Monday 17 November 2008

33rd Sunday in Ordinary Time Year A

The Parable of the Talents is set in the context of the end-time because it is grouped together with the Parable of the Wise and Foolish Virgins before it and the Account of the Last Judgement after it. However, a slight difference is that Matthew stands in contrast to Paul who believes, in the 2nd reading, that the Parousia or the end of time is imminent. It is in the context of the “delayed” end-time that the Parable spells out the necessity of being prepared for whenever the end of time catches up with us.

The keyword is to be prepared regardless of whether or not the time has come. How are we to be prepared? The Parable suggests a reflexion on what God has given us and to provide an account of how we have used God’s gifts or talents. The usual measure for our preparation is that much more will be expected of them who have been given more.

It is true that more will be expected of us if we were given more. Unfortunately, this sort of reflexion tends to focus on what God has given us. Paul wrote elsewhere in 1 Cor 4: 7, “What do you have that was not given to you”? People in the community of Corinth were boasting and so in posing that question, Paul pointed out that boasting did not really make any sense since all they had had first been given them. If everything is from God, then the question of talents or gifts is more or less redundant.

It is taken for granted that whatever we have is from God and so, what is relevant is not what God has given to us but what we can give to God. It is not a measure of quantity for if it were, then we would be reduced to measuring how much and comparing with one another what we have. And we know that measurement and comparison may lead to jealousy. Two examples would help. First, when we count what we have, often others will have more. And so, keeping up with the Jones is a result of envious comparison. Second, crab mentality is a reaction to what we do not have. When others have more, the same envy drives us to pull or put down the others.

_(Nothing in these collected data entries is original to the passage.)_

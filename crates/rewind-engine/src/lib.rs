//! Rewind engine
//!
//! Resolves what a summon refers to, routes the reversed media to an upload host,
//! remembers what was already reversed and replies with the result.

pub mod cache;
pub mod pipeline;
pub mod platform;
pub mod reply;
pub mod resolver;
pub mod router;

pub use cache::DedupCache;
pub use pipeline::{PipelineSettings, RequestPipeline, RequestPipelineBuilder};
pub use platform::PlatformClient;
pub use reply::ReplyComposer;
pub use resolver::{ContextResolver, MediaMatch, MediaUrlExtractor, Walk, WalkState};
pub use router::{HostRegistry, HostRouter, PayloadSource, PlannedUpload, RouteOutcome};
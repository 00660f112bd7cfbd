//! Error types module
//!
//! All fallible operations in the workspace surface an [`AppError`]. Faults reported
//! by the social platform client are typed separately as [`PlatformError`] because the
//! resolver and the reply step branch on their kind (ban, rate limit, stale object graph).
//!
//! `From<sqlx::Error>` is gated behind the `sqlx` feature so crates that never touch the
//! database do not pull sqlx in.

use std::io;

/// Log level for error reporting
#[derive(Debug, Clone, Copy, PartialEq, Eq)]
pub enum LogLevel {
    /// Debug level - for expected errors like unusable requests
    Debug,
    /// Warning level - for recoverable issues like flaky upload hosts
    Warn,
    /// Error level - for unexpected failures
    Error,
}

/// Metadata describing how an error should be classified and reported
pub trait ErrorMetadata {
    /// Machine-readable error code (e.g., "DATABASE_ERROR")
    fn error_code(&self) -> &'static str;

    /// Whether the request that produced this error can be retried later
    fn is_recoverable(&self) -> bool;

    /// Log level for this error
    fn log_level(&self) -> LogLevel;
}

/// Faults surfaced by the platform client.
#[derive(Debug, Clone, PartialEq, Eq, thiserror::Error)]
pub enum PlatformError {
    /// The account is not allowed to act here (usually banned from the community).
    #[error("Forbidden: {0}")]
    Forbidden(String),

    #[error("Rate limited: {0}")]
    RateLimited(String),

    /// The client's object graph is too deep or inconsistent to keep walking.
    #[error("Structural fault: {0}")]
    Structural(String),

    #[error("Not found: {0}")]
    NotFound(String),

    #[error("Platform error: {0}")]
    Other(String),
}

#[derive(Debug, thiserror::Error)]
pub enum AppError {
    #[error("Database error: {0}")]
    Database(String),

    #[error(transparent)]
    Platform(#[from] PlatformError),

    #[error("Media fetch error: {0}")]
    Fetch(String),

    #[error("Media probe error: {0}")]
    Probe(String),

    #[error("Media transform error: {0}")]
    Transform(String),

    #[error("Upload host error: {0}")]
    UploadHost(String),

    #[error("Queue error: {0}")]
    Queue(String),

    #[error("Configuration error: {0}")]
    Config(String),

    #[error("Invalid input: {0}")]
    InvalidInput(String),

    #[error("Record already exists: {0}")]
    AlreadyExists(String),

    #[error("Internal error: {0}")]
    Internal(String),

    #[error("Internal error with source")]
    InternalWithSource {
        message: String,
        #[source]
        source: anyhow::Error,
    },
}

#[cfg(feature = "sqlx")]
impl From<sqlx::Error> for AppError {
    fn from(err: sqlx::Error) -> Self {
        AppError::Database(err.to_string())
    }
}

impl From<anyhow::Error> for AppError {
    fn from(err: anyhow::Error) -> Self {
        AppError::InternalWithSource {
            message: err.to_string(),
            source: err,
        }
    }
}

impl From<io::Error> for AppError {
    fn from(err: io::Error) -> Self {
        AppError::Internal(format!("IO error: {}", err))
    }
}

impl From<serde_json::Error> for AppError {
    fn from(err: serde_json::Error) -> Self {
        AppError::InvalidInput(format!("JSON parsing error: {}", err))
    }
}

/// Static metadata for each variant: (error_code, recoverable, log_level).
fn app_error_static_metadata(err: &AppError) -> (&'static str, bool, LogLevel) {
    match err {
        AppError::Database(_) => ("DATABASE_ERROR", true, LogLevel::Error),
        AppError::Platform(PlatformError::Forbidden(_)) => {
            ("PLATFORM_FORBIDDEN", false, LogLevel::Warn)
        }
        AppError::Platform(PlatformError::RateLimited(_)) => {
            ("PLATFORM_RATE_LIMITED", true, LogLevel::Warn)
        }
        AppError::Platform(PlatformError::Structural(_)) => {
            ("PLATFORM_STRUCTURAL", false, LogLevel::Warn)
        }
        AppError::Platform(PlatformError::NotFound(_)) => {
            ("PLATFORM_NOT_FOUND", false, LogLevel::Debug)
        }
        AppError::Platform(PlatformError::Other(_)) => ("PLATFORM_ERROR", true, LogLevel::Error),
        AppError::Fetch(_) => ("FETCH_ERROR", true, LogLevel::Warn),
        AppError::Probe(_) => ("PROBE_ERROR", false, LogLevel::Warn),
        AppError::Transform(_) => ("TRANSFORM_ERROR", true, LogLevel::Error),
        AppError::UploadHost(_) => ("UPLOAD_HOST_ERROR", true, LogLevel::Warn),
        AppError::Queue(_) => ("QUEUE_ERROR", true, LogLevel::Error),
        AppError::Config(_) => ("CONFIG_ERROR", false, LogLevel::Error),
        AppError::InvalidInput(_) => ("INVALID_INPUT", false, LogLevel::Debug),
        AppError::AlreadyExists(_) => ("ALREADY_EXISTS", false, LogLevel::Warn),
        AppError::Internal(_) => ("INTERNAL_ERROR", true, LogLevel::Error),
        AppError::InternalWithSource { .. } => ("INTERNAL_ERROR", true, LogLevel::Error),
    }
}

impl ErrorMetadata for AppError {
    fn error_code(&self) -> &'static str {
        app_error_static_metadata(self).0
    }

    fn is_recoverable(&self) -> bool {
        app_error_static_metadata(self).1
    }

    fn log_level(&self) -> LogLevel {
        app_error_static_metadata(self).2
    }
}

What we give to God is not quantity but is rather qualified by the attitude of giving God the best. It actually follows the famous Kennedy quote, “Ask not what the country can do for you; ask what you can do for your country?”. Thus, in the context of the “talents” that we have, giving God the best is as demanding on an idiot as it is on a savant, as demanding on the CEO who has 800 people under him as it is on a daughter preparing dinner for an invalid mother. It does not matter whether we have more or less because the attitude remains the same. If everything is from God, then the only appropriate response is to give God the very best.

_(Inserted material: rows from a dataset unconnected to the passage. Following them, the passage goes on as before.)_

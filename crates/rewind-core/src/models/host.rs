use serde::{Deserialize, Serialize};

use super::media::Encoding;

/// Whether a host takes sensitive (NSFW) media.
#[derive(Debug, Clone, Copy, PartialEq, Eq, Serialize, Deserialize)]
#[serde(rename_all = "snake_case")]
pub enum SensitivityPolicy {
    RejectSensitive,
    AllowSensitive,
    SensitiveOnly,
}

impl SensitivityPolicy {
    pub fn accepts(&self, sensitive: bool) -> bool {
        match self {
            SensitivityPolicy::RejectSensitive => !sensitive,
            SensitivityPolicy::AllowSensitive => true,
            SensitivityPolicy::SensitiveOnly => sensitive,
        }
    }
}

/// Hard ceilings for one encoding. `None` means unbounded.
#[derive(Debug, Clone, PartialEq, Serialize, Deserialize)]
pub struct EncodingLimits {
    pub encoding: Encoding,
    pub max_duration: Option<f64>,
    pub max_size_bytes: Option<u64>,
    pub max_frames: Option<u64>,
}

impl EncodingLimits {
    pub fn unbounded(encoding: Encoding) -> Self {
        Self {
            encoding,
            max_duration: None,
            max_size_bytes: None,
            max_frames: None,
        }
    }
}

/// What an upload host accepts. Lower `priority` is preferred.
#[derive(Debug, Clone, Serialize, Deserialize)]
pub struct HostCapability {
    pub name: String,
    pub limits: Vec<EncodingLimits>,
    pub audio: bool,
    pub sensitivity: SensitivityPolicy,
    pub priority: u32,
}

impl HostCapability {
    pub fn limits_for(&self, encoding: Encoding) -> Option<&EncodingLimits> {
        self.limits.iter().find(|l| l.encoding == encoding)
    }

    pub fn supports(&self, encoding: Encoding) -> bool {
        self.limits_for(encoding).is_some()
    }
}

This attitude to give God the best is a spirit which no money can buy. That is why it is more than “talents” the way we understand a talent to be an ability to do something. It is not about an ability to do something because clearly there will be limitations to our abilities. It is best described as an attitude that tries to exhaust all possibilities before saying “No”. And this attitude makes all the difference and we instinctively recognise this. In the service industry, how often is it that we encounter a professional whose vision is limited by the impossible? [1] Let’s take the example of the University Hospital. What if you encounter a surgeon who tells you the limit of what can be done and is content to leave it as it is and another one who tells you the same thing but tries to see other alternatives in such way so that no stone is left unturned? In the 2nd surgeon, you know you’ve met someone whose attitude is to give the best—one whose vision is not limited by colour, creed or financial standing of the patient. When our attitude is to give God the best, then our physical, socio-cultural or political limitations are not excuses but rather opportunities, obstacles to be surmounted and when we do that, we are not affected or threatened by what others can do or achieve.

And guess what? This attitude accords with who we are. We are all created to be like that. The human spirit flourishes wherever there is a reaching upwards, a striving for the best and this actually captures the divine restlessness of St Augustine: “O God, my heart is restless until it rests in you”. The human heart instinctively yearns to give the best. People trapped in a particular sin are there because their hearts have mistaken that particular sin to be the best option to place their hearts in. Alternatively, when we find ourselves languishing, being neither here nor there, then it is probably because our hearts have settled upon mediocrity. The human spirit also perishes in mediocrity.

In the Spiritual Exercises of St Ignatius, at the end of a meditation on sin, the retreatant contemplates Christ hanging on the Cross and he asks these questions: What have I done for Christ? What am I doing for Christ? What ought I to do for Christ? These three questions are the basis for the Ignatian Magis, the more, the greater glory of God. In this context, it means that being prepared is more than just "passively" waiting for the Lord to come. It is an active embrace of giving the best to God because the way to the fullness of our humanity is to give God our very best. In a way, I am so glad that for us Catholics, the Cross has a “corpus”, a body, a figure hanging there for us to contemplate the possibility of offering Christ our very best. St Irenæus says: the glory of God is Man fully alive and Man becomes fully alive when he gives God the very best.
FOOTNOTE:
[1] In general, our civil service is circumscribed with the impossible. In fact, this country is crippled by the “impossibilities” of race and religion. It seems that we cannot give the best because our vision is limited by colour and creed.